Belief in magic did not cease when the coarser forms of superstitious practice ceased. The principle of magic is found whenever it is hoped to get results without intelligent control of means; and also when it is supposed that means can exist and yet remain inert and inoperative. In morals and politics such expectations still prevail, and in so far the most important phases of human action are still affected by magic. We think that by feeling strongly enough about something, by wishing hard enough, we can get a desirable result, such as virtuous execution of a good resolve, or peace among nations, or good will in industry. We slur over the necessity of the cooperative action of objective conditions, and the fact that this cooperation is assured only by persistent and close study. Or, on the other hand, we fancy we can get these results by external machinery, by tools or potential means, without a corresponding functioning of human desires and capacities. Often times these two false and contradictory beliefs are combined in the same person. The man who feels that his virtues are his own personal accomplishments is likely to be also the one who thinks that by passing laws he can throw the fear of God into others and make them virtuous by edict and prohibitory mandate.

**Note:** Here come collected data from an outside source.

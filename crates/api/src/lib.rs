//! # `vega-api` - HTTP/WebSocket 网关
//!
//! 本 crate 是 Vega 期权信号台的对外服务入口。
//! 使用 `axum` 构建路由与控制器，通过 `utoipa` 自动生成 OpenAPI 3.0 Swagger 文档。
//!
//! ## 架构职责
//! - 接收来自浏览器前端与 Discord 桥的 HTTP 请求
//! - 执行 JWT 鉴权后分发至各路由控制器
//! - 调用下层 `SignalService` 与各存储端口完成业务操作
//! - 订阅事件总线并将事件扇出到按用户划分的 WebSocket 房间
//! - 将领域模型转换为 DTO 返回给调用方

pub mod error;
pub mod middleware;
pub mod routes;
pub mod server;
pub mod types;
pub mod ws;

Recently a friend remarked to me that there was one superstition current among even cultivated persons. They suppose that if one is told what to do, if the right end is pointed to them, all that is required in order to bring about the right act is will or wish on the part of the one who is to act. He used as an illustration the matter of physical posture; the assumption is that if a man is told to stand up straight, all that is further needed is wish and effort on his part, and the deed is done. He pointed out that this belief is on a par with primitive magic in its neglect of attention to the means which are involved in reaching an end. And he went on to say that the prevalence of this belief, starting with false notions about the control of the body and extending to control of mind and character, is the greatest bar to intelligent social progress. It bars the way because it makes us neglect intelligent inquiry to discover the means which will produce a desired result, and intelligent invention to procure the means. In short, it leaves out the importance of intelligently controlled habit.